MATERIALS AND METHODS
Using a mixed-methods design guided by the Reach, Effectiveness, Adoption, Implementation, and Maintenance (RE-AIM) framework, the intervention was evaluated across 12 urban and rural pharmacies. Adults (≥18 years) with kidney disease were eligible if prescribed an intervention medication requiring kidney-based dose adjustment; participants received educational materials on medication safety. Reach was assessed via the at-risk kidney population and participation rates. Effectiveness was measured by the number of medication changes, unexpected adverse events, and patient and pharmacist satisfaction assessed using a 5-point Likert survey. Adoption was measured by site and pharmacist participation, implementation fidelity by consistency of intervention use, and maintenance at 3 months post-dose change and tool use at 6 months.
RESULTS
Eighteen pharmacists from six urban and six rural pharmacy sites participated.
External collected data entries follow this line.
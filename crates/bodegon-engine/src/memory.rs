//! # In-Memory Collaborators
//!
//! Default implementations of the collaborator traits, backed by plain
//! maps. They serve two audiences: test fixtures inside this
//! workspace, and integrators who want a running engine before wiring
//! a real backend.
//!
//! ```rust,ignore
//! let backend = Arc::new(
//!     MemoryCatalog::new()
//!         .with_product("p1", "Polar Pilsen")
//!         .with_emission("Caja", 36)
//!         .with_inventory("p1", "Botella", 100)
//!         .with_price("p1", "Caja", "Botella", true, 3000),
//! );
//! let engine = OrderEngine::new(backend, Arc::new(MemoryStore::new()),
//!     Arc::new(NullNotifier), EngineConfig::default());
//! ```

use std::collections::HashMap;
use std::sync::Mutex;
use std::time::Duration;

use async_trait::async_trait;

use bodegon_core::types::{EmissionDef, InventoryRow, PriceRow, ProductMeta};

use crate::traits::{BackendError, CatalogBackend, NoticeLevel, NotificationSink, OrderStore};

// =============================================================================
// Memory Catalog
// =============================================================================

#[derive(Debug, Default)]
struct CatalogData {
    products: Vec<ProductMeta>,
    emissions: Vec<EmissionDef>,
    subtypes: Option<Vec<String>>,
    inventory: Vec<InventoryRow>,
    prices: Vec<PriceRow>,
    upsert_count: usize,
}

/// Catalog backend over in-memory tables, seeded with builder calls.
#[derive(Debug, Default)]
pub struct MemoryCatalog {
    data: Mutex<CatalogData>,
}

impl MemoryCatalog {
    pub fn new() -> Self {
        MemoryCatalog::default()
    }

    pub fn with_product(self, id: &str, name: &str) -> Self {
        self.data.lock().unwrap().products.push(ProductMeta {
            id: id.to_string(),
            name: name.to_string(),
            color: None,
        });
        self
    }

    pub fn with_emission(self, name: &str, units: u32) -> Self {
        {
            let mut data = self.data.lock().unwrap();
            let id = format!("em-{}", data.emissions.len());
            data.emissions.push(EmissionDef {
                id,
                name: name.to_string(),
                units,
            });
        }
        self
    }

    pub fn with_subtypes(self, subtypes: &[&str]) -> Self {
        self.data.lock().unwrap().subtypes =
            Some(subtypes.iter().map(|s| s.to_string()).collect());
        self
    }

    pub fn with_inventory(self, product_id: &str, subtype: &str, quantity: i64) -> Self {
        self.data.lock().unwrap().inventory.push(InventoryRow {
            product_id: product_id.to_string(),
            subtype: subtype.to_string(),
            quantity,
        });
        self
    }

    pub fn with_price(
        self,
        product_id: &str,
        emission: &str,
        subtype: &str,
        is_local: bool,
        price_cents: i64,
    ) -> Self {
        self.data.lock().unwrap().prices.push(PriceRow {
            product_id: product_id.to_string(),
            emission: emission.to_string(),
            subtype: subtype.to_string(),
            is_local,
            price_cents,
        });
        self
    }

    /// Last upserted quantity for (product, subtype), for assertions
    /// on the mirror write.
    pub fn inventory_quantity(&self, product_id: &str, subtype: &str) -> Option<i64> {
        self.data
            .lock()
            .unwrap()
            .inventory
            .iter()
            .find(|row| row.product_id == product_id && row.subtype == subtype)
            .map(|row| row.quantity)
    }

    /// How many mirror writes the backend has received.
    pub fn upsert_count(&self) -> usize {
        self.data.lock().unwrap().upsert_count
    }
}

#[async_trait]
impl CatalogBackend for MemoryCatalog {
    async fn fetch_catalog(&self) -> Result<Vec<ProductMeta>, BackendError> {
        Ok(self.data.lock().unwrap().products.clone())
    }

    async fn fetch_emissions(&self) -> Result<Vec<EmissionDef>, BackendError> {
        Ok(self.data.lock().unwrap().emissions.clone())
    }

    async fn fetch_subtypes(&self) -> Result<Option<Vec<String>>, BackendError> {
        Ok(self.data.lock().unwrap().subtypes.clone())
    }

    async fn fetch_inventory(&self) -> Result<Vec<InventoryRow>, BackendError> {
        Ok(self.data.lock().unwrap().inventory.clone())
    }

    async fn fetch_prices(&self) -> Result<Vec<PriceRow>, BackendError> {
        Ok(self.data.lock().unwrap().prices.clone())
    }

    async fn upsert_inventory(
        &self,
        product_id: &str,
        subtype: &str,
        quantity: i64,
    ) -> Result<(), BackendError> {
        let mut data = self.data.lock().unwrap();
        data.upsert_count += 1;
        if let Some(row) = data
            .inventory
            .iter_mut()
            .find(|row| row.product_id == product_id && row.subtype == subtype)
        {
            row.quantity = quantity;
        } else {
            data.inventory.push(InventoryRow {
                product_id: product_id.to_string(),
                subtype: subtype.to_string(),
                quantity,
            });
        }
        Ok(())
    }
}

// =============================================================================
// Memory Store
// =============================================================================

/// KV order store over a map. `failing()` builds a store whose every
/// call errors, for exercising the log-and-swallow policy.
#[derive(Debug, Default)]
pub struct MemoryStore {
    entries: Mutex<HashMap<String, serde_json::Value>>,
    fail: bool,
}

impl MemoryStore {
    pub fn new() -> Self {
        MemoryStore::default()
    }

    /// A store that rejects every read and write.
    pub fn failing() -> Self {
        MemoryStore {
            entries: Mutex::new(HashMap::new()),
            fail: true,
        }
    }

    /// Direct read of a stored value, for assertions.
    pub fn saved(&self, key: &str) -> Option<serde_json::Value> {
        self.entries.lock().unwrap().get(key).cloned()
    }

    /// Seeds a value before the engine hydrates, for assertions.
    pub fn seed(&self, key: &str, value: serde_json::Value) {
        self.entries.lock().unwrap().insert(key.to_string(), value);
    }
}

#[async_trait]
impl OrderStore for MemoryStore {
    async fn save(&self, key: &str, value: serde_json::Value) -> Result<(), BackendError> {
        if self.fail {
            return Err("store unavailable".into());
        }
        self.entries.lock().unwrap().insert(key.to_string(), value);
        Ok(())
    }

    async fn load(&self, key: &str) -> Result<Option<serde_json::Value>, BackendError> {
        if self.fail {
            return Err("store unavailable".into());
        }
        Ok(self.entries.lock().unwrap().get(key).cloned())
    }
}

// =============================================================================
// Notifiers
// =============================================================================

/// Swallows every notice.
#[derive(Debug, Default)]
pub struct NullNotifier;

impl NotificationSink for NullNotifier {
    fn notify(&self, _message: &str, _level: NoticeLevel, _duration: Option<Duration>) {}
}

/// One recorded notice.
#[derive(Debug, Clone, PartialEq, Eq)]
pub struct Notice {
    pub message: String,
    pub level: NoticeLevel,
}

/// Records every notice for assertions.
#[derive(Debug, Default)]
pub struct RecordingNotifier {
    notices: Mutex<Vec<Notice>>,
}

impl RecordingNotifier {
    pub fn new() -> Self {
        RecordingNotifier::default()
    }

    pub fn notices(&self) -> Vec<Notice> {
        self.notices.lock().unwrap().clone()
    }

    /// Whether any recorded notice contains `fragment`.
    pub fn saw(&self, fragment: &str) -> bool {
        self.notices
            .lock()
            .unwrap()
            .iter()
            .any(|n| n.message.contains(fragment))
    }
}

impl NotificationSink for RecordingNotifier {
    fn notify(&self, message: &str, level: NoticeLevel, _duration: Option<Duration>) {
        self.notices.lock().unwrap().push(Notice {
            message: message.to_string(),
            level,
        });
    }
}

// =============================================================================
// Unit Tests
// =============================================================================

#[cfg(test)]
mod tests {
    use super::*;

    #[tokio::test]
    async fn test_upsert_replaces_existing_row() {
        let backend = MemoryCatalog::new().with_inventory("p1", "Botella", 10);

        backend.upsert_inventory("p1", "Botella", 4).await.unwrap();

        assert_eq!(backend.inventory_quantity("p1", "Botella"), Some(4));
        assert_eq!(backend.fetch_inventory().await.unwrap().len(), 1);
    }

    #[tokio::test]
    async fn test_failing_store_errors_both_ways() {
        let store = MemoryStore::failing();
        assert!(store.save("k", serde_json::json!([])).await.is_err());
        assert!(store.load("k").await.is_err());
    }

    #[test]
    fn test_recording_notifier_matches_fragments() {
        let notifier = RecordingNotifier::new();
        notifier.notify("Ticket #1234 Creado", NoticeLevel::Success, None);

        assert!(notifier.saw("Creado"));
        assert!(!notifier.saw("cancelado"));
        assert_eq!(notifier.notices()[0].level, NoticeLevel::Success);
    }
}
All were female (mean±SD age: 41±11 years), and over half had greater than 15 years of experience. Eighty-six of 91 participants at-risk of kidney disease (57% female; mean±SD age: 78±7.5 years; mean±SD eGFR: 32±10.7 mL/min) consented and were enrolled, yielding a 94.5% participation rate. Ninety-three medication adjustments were made, most commonly metformin, sitagliptin, gabapentinoids, rivaroxaban, apixaban, rosuvastatin, and famotidine. Dose reductions worsened symptoms in two patients with gabapentin. Overall mean±SD patient and pharmacist participant satisfaction was 4.66±0.58 and 4.83±0.3, respectively. Adoption was high, with only two sites and three pharmacists declining. The intervention was implemented as intended in all but four people. All but one adjustment persisted at 3 months, with all pharmacists using the tool at 6 months.
CONCLUSION
The eDoseCKD intervention demonstrated high reach, adoption, acceptability, implementation fidelity, and short-term maintenance across urban and rural pharmacies. The intervention was effective in identifying and implementing kidney-based medication dose adjustments, with minimal adverse effects, supporting eDoseCKD as a safe, feasible, and scalable tool for community pharmacy practice.